Task instructions:
Your result should be every line of the records below that contains the word "AnalyzeArgs".

- Opening Delimiter -

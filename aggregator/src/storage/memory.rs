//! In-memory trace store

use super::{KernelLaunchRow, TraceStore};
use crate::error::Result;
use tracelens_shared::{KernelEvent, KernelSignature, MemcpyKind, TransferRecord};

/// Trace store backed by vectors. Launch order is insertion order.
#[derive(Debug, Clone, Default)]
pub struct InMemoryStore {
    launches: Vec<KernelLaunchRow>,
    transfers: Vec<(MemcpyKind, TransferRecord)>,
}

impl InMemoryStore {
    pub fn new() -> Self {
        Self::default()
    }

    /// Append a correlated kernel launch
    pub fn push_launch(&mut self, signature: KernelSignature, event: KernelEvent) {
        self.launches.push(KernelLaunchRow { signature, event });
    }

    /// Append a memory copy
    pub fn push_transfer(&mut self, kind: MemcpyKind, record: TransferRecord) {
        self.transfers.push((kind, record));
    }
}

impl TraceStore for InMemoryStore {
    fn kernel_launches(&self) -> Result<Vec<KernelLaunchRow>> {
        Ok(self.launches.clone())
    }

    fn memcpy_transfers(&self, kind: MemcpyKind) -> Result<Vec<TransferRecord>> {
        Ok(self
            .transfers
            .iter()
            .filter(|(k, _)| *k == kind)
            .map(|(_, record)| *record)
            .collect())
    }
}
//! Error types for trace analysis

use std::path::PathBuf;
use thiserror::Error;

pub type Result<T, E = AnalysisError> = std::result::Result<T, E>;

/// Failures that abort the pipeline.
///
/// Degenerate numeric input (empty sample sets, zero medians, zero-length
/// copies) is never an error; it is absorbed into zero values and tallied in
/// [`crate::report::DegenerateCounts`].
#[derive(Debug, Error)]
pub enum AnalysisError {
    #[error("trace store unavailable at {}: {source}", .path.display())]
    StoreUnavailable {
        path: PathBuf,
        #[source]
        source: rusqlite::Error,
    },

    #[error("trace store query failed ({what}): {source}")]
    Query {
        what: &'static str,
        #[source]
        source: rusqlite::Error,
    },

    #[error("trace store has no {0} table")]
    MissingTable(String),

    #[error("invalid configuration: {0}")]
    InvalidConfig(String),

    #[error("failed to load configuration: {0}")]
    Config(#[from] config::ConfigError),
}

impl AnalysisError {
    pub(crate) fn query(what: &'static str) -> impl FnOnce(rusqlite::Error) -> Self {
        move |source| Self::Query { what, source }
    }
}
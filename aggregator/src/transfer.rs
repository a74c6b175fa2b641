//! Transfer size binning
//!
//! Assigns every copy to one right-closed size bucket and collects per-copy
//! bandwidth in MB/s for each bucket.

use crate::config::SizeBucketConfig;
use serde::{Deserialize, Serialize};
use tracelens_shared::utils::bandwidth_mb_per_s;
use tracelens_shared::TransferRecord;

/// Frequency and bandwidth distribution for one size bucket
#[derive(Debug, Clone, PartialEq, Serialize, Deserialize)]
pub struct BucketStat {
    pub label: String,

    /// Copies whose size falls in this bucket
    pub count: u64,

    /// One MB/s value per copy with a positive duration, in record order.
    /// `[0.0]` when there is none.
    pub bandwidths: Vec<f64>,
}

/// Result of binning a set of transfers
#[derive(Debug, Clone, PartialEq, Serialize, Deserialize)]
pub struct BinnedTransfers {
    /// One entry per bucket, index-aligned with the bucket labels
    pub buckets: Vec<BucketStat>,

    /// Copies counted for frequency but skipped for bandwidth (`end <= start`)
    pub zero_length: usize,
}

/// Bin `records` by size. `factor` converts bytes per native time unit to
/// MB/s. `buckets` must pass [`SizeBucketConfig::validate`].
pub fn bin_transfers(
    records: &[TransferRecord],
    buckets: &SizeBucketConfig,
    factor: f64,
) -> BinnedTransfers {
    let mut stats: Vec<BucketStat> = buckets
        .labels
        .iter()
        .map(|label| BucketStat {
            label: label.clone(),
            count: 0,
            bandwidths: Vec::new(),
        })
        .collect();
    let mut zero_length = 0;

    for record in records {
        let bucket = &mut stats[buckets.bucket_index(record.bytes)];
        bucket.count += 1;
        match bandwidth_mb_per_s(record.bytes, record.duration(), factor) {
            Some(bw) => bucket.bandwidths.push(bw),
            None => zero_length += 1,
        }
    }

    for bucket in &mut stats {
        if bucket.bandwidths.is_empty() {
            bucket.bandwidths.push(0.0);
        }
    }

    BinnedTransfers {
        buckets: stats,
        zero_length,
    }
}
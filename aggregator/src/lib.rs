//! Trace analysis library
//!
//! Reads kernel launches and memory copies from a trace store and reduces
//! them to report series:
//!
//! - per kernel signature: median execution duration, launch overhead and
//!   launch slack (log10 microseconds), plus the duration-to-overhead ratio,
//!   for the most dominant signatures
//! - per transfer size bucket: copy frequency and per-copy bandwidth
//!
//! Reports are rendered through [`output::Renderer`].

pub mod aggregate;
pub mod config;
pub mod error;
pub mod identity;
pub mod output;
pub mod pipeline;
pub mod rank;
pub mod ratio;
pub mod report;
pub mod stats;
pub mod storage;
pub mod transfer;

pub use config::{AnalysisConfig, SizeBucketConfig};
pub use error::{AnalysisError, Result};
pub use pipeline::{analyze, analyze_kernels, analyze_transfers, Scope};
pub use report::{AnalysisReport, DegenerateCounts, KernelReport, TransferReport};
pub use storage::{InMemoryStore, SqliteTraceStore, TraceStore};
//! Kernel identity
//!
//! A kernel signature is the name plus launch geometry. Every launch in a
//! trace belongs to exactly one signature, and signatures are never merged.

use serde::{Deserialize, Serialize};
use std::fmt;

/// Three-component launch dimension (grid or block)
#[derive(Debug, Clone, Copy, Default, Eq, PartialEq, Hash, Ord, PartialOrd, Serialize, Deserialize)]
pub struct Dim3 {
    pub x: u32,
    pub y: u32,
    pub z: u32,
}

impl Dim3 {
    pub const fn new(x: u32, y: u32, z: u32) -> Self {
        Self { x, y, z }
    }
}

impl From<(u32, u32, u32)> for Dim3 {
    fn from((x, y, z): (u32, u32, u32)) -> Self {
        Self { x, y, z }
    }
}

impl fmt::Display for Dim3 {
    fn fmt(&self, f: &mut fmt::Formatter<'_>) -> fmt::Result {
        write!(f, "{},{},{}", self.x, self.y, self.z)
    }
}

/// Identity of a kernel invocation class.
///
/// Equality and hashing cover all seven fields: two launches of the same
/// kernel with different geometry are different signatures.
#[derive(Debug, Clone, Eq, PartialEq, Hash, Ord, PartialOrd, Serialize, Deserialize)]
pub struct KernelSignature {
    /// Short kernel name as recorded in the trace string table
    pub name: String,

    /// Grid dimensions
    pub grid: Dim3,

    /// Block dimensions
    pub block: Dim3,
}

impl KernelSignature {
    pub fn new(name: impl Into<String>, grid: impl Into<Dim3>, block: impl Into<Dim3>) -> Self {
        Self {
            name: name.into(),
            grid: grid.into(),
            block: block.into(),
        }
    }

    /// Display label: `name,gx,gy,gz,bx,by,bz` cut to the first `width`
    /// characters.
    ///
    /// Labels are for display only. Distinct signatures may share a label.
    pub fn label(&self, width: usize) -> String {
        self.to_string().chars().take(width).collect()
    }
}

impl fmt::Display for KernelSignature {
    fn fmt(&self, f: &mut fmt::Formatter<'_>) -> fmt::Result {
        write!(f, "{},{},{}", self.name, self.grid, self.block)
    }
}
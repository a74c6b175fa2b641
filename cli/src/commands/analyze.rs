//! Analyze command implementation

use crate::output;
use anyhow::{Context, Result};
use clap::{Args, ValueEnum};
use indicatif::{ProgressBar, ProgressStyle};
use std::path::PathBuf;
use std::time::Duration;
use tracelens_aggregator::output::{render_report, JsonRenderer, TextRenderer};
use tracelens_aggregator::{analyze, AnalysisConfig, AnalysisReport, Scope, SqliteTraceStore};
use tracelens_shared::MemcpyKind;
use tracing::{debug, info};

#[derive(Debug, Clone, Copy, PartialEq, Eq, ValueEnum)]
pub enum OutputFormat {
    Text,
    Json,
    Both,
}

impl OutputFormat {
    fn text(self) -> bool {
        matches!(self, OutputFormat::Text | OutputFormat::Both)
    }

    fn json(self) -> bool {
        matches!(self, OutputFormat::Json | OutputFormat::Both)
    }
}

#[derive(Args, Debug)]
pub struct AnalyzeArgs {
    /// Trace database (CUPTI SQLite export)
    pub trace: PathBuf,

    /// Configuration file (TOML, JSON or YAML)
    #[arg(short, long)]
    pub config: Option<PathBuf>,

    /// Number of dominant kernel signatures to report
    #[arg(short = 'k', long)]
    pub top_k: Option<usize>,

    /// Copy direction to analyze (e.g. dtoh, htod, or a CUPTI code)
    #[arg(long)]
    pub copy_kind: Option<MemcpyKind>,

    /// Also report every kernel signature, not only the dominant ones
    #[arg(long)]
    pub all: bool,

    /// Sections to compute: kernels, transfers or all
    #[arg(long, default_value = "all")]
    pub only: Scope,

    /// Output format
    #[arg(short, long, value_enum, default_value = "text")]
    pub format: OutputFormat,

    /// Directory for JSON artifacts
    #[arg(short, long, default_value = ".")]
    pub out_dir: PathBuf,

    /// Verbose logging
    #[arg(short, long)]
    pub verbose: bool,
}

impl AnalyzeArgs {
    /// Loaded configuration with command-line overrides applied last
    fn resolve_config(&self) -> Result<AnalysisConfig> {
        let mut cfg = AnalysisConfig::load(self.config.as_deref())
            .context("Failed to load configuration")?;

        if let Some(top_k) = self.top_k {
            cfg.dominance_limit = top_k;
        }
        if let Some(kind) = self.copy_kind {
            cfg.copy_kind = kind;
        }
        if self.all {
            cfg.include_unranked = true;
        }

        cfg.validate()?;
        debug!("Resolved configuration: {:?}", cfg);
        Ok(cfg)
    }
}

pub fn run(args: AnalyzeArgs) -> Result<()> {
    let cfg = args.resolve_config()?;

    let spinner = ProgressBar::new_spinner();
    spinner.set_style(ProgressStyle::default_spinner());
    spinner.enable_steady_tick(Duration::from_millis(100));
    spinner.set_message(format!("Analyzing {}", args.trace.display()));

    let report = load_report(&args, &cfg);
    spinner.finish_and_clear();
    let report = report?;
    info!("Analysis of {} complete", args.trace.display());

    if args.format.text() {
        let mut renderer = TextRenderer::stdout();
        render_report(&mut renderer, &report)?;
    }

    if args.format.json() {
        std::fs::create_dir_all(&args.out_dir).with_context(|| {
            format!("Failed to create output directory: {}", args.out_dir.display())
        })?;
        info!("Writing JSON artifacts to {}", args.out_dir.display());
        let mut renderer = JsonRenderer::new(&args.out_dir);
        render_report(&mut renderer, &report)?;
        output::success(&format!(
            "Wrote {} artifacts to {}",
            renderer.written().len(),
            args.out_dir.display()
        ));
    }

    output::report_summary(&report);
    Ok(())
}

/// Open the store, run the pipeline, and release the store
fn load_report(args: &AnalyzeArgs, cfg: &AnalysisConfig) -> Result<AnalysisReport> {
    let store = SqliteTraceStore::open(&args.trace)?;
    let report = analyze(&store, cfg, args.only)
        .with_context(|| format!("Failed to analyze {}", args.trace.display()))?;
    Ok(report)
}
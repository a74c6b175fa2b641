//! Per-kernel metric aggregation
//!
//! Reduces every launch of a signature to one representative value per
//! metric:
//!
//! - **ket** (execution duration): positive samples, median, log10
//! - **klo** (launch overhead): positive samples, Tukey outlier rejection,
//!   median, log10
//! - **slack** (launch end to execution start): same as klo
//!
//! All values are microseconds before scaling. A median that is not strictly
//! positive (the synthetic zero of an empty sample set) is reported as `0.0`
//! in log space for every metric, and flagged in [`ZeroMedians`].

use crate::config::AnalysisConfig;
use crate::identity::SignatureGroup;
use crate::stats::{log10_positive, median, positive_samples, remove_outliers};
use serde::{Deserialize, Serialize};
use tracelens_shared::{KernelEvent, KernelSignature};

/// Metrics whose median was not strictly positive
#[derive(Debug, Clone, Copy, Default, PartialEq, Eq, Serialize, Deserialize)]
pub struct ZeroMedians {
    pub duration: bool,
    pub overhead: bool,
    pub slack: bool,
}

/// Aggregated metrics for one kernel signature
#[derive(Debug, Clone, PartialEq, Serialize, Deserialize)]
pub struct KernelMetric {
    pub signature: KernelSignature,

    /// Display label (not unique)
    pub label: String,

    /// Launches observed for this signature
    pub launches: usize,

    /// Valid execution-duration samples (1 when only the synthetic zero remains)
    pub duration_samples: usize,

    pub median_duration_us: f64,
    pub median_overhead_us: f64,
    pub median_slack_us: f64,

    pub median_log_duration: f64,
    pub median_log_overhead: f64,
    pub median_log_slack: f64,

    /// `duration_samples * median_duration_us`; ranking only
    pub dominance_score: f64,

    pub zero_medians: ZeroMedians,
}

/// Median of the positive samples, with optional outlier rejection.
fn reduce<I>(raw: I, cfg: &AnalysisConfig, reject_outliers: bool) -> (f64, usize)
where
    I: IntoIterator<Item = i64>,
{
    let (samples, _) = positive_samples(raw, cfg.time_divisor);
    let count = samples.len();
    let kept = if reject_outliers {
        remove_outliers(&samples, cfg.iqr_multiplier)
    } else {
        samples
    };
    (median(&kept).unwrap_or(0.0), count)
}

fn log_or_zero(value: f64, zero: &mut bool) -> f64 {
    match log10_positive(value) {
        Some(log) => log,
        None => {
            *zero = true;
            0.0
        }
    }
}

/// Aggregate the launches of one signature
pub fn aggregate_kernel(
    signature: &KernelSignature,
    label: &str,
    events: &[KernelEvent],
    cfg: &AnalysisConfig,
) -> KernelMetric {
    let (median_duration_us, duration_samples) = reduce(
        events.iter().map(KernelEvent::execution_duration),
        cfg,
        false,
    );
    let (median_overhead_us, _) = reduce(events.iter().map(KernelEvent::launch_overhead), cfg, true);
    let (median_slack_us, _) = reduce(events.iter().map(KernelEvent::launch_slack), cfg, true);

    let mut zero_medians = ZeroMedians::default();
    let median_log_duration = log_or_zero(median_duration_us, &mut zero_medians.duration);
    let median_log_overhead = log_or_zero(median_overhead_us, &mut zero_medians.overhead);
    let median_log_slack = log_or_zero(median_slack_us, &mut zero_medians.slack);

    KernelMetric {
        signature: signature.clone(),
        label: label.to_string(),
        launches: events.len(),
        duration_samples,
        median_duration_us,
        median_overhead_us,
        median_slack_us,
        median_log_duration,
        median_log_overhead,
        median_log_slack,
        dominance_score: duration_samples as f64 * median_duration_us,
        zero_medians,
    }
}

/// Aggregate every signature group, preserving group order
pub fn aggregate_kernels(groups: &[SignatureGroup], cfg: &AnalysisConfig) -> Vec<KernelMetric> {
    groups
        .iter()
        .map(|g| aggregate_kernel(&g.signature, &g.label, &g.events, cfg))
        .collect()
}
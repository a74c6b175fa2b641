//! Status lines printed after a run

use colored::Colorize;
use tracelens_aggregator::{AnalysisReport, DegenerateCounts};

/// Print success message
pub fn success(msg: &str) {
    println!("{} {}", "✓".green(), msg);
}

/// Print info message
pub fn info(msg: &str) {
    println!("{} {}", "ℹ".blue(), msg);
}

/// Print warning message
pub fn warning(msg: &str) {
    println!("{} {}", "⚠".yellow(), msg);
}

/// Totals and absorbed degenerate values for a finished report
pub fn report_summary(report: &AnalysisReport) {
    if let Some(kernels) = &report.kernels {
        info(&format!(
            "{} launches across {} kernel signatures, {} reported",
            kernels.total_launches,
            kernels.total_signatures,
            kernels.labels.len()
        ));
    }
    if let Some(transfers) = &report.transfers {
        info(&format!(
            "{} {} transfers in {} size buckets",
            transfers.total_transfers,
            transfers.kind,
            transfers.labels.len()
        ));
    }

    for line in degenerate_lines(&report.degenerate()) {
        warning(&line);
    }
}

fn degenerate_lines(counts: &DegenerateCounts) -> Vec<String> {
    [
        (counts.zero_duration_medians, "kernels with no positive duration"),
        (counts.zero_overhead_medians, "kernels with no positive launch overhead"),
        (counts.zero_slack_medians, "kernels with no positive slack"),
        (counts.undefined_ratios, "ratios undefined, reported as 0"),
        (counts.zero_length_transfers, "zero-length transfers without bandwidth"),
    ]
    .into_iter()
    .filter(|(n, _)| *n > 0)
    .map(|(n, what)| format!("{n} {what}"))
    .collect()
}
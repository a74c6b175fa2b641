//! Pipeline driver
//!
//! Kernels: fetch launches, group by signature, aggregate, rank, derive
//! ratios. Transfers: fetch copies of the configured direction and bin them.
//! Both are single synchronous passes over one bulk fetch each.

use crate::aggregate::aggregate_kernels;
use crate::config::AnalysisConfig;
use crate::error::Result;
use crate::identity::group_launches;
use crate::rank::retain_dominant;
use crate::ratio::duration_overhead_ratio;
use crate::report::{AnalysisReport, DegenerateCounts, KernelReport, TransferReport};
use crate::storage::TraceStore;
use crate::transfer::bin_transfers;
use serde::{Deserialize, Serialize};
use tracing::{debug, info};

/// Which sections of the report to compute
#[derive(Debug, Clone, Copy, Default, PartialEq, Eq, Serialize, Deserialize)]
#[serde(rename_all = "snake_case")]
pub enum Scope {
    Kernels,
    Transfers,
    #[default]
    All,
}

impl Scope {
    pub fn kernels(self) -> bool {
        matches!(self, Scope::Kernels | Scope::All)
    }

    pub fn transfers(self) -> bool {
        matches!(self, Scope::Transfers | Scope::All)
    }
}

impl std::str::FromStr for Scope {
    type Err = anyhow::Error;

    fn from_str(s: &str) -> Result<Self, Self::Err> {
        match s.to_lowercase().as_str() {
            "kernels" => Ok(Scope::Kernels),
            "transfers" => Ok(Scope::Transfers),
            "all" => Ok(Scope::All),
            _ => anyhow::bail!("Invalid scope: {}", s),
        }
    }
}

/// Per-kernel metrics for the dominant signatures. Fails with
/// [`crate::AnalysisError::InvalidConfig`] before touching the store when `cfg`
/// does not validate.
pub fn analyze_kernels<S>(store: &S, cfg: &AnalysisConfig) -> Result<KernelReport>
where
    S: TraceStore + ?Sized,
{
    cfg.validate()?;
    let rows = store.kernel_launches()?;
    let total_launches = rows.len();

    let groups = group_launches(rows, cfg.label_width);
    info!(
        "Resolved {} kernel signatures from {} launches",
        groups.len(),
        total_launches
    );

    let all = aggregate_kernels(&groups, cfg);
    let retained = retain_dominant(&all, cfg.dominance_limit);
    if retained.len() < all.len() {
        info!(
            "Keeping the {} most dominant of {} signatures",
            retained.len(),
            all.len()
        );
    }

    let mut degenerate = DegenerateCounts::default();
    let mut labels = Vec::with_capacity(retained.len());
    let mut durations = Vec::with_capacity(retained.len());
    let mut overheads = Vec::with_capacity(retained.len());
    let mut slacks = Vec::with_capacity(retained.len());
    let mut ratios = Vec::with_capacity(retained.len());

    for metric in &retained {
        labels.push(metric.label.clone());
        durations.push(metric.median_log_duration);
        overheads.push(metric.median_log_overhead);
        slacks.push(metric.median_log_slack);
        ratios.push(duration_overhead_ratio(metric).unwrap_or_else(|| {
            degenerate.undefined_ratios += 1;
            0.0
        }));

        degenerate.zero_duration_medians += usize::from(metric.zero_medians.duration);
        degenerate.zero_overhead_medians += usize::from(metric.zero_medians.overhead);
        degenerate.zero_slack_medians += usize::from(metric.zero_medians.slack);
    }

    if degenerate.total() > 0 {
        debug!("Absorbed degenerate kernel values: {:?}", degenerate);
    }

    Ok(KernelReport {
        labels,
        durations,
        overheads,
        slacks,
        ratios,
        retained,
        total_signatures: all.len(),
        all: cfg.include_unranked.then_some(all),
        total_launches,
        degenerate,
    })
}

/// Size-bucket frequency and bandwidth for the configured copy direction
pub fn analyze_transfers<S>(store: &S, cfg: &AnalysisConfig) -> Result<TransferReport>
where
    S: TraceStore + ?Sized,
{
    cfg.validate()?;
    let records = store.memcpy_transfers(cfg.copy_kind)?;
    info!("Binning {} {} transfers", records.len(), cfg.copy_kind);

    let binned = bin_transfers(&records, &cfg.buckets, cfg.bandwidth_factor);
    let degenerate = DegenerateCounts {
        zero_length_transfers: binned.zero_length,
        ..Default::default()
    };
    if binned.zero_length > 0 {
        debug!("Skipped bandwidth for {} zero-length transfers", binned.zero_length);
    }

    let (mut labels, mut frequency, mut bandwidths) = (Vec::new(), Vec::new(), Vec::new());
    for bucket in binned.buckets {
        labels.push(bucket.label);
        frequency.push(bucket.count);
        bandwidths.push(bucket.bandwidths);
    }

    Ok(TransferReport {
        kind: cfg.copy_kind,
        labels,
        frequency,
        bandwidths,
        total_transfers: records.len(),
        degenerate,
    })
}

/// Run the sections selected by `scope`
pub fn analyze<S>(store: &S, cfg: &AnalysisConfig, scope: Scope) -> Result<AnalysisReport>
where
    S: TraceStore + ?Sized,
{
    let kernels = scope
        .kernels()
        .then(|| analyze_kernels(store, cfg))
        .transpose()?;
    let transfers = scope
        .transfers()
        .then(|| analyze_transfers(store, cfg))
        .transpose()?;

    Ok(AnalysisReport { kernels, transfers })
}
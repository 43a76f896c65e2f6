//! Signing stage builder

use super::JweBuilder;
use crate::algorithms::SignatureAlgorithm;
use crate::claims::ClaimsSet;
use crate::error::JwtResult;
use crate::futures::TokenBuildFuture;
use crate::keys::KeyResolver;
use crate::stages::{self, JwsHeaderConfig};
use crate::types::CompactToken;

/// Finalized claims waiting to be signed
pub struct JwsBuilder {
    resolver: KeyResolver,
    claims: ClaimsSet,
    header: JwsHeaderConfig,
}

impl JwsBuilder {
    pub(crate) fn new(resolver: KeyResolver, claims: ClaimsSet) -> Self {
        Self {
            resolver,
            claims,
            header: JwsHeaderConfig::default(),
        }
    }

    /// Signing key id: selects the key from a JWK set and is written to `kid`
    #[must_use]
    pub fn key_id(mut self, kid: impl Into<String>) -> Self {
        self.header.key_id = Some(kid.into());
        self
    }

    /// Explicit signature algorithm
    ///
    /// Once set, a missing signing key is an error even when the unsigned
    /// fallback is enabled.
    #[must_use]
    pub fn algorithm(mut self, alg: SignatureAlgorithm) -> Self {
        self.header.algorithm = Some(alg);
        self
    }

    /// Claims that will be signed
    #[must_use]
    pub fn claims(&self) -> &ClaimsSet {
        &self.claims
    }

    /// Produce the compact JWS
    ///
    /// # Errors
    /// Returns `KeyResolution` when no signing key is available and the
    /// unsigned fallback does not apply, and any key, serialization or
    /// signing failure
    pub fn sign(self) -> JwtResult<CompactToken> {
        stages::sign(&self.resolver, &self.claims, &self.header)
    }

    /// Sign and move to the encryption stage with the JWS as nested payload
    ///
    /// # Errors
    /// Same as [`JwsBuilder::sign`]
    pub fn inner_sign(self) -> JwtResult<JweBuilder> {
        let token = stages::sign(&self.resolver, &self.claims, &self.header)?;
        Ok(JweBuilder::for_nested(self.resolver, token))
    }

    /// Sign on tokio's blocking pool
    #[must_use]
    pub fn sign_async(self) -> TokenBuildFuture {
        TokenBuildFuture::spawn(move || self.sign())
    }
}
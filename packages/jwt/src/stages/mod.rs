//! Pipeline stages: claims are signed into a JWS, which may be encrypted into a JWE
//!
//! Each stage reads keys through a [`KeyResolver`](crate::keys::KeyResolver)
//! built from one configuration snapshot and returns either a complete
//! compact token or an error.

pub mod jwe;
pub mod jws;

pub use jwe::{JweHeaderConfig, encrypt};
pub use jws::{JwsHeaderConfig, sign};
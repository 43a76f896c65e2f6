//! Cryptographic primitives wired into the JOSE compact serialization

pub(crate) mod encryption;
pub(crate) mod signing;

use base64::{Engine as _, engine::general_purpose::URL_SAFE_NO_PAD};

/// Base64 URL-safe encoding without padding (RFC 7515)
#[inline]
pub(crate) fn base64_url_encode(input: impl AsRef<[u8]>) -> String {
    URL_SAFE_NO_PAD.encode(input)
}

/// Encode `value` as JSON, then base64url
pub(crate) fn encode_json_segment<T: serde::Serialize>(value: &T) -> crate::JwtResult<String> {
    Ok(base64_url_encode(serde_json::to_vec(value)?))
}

- Closing Delimiter -

The completed task:
pub struct AnalyzeArgs {
impl AnalyzeArgs {
pub fn run(args: AnalyzeArgs) -> Result<()> {
fn load_report(args: &AnalyzeArgs, cfg: &AnalysisConfig) -> Result<AnalysisReport> {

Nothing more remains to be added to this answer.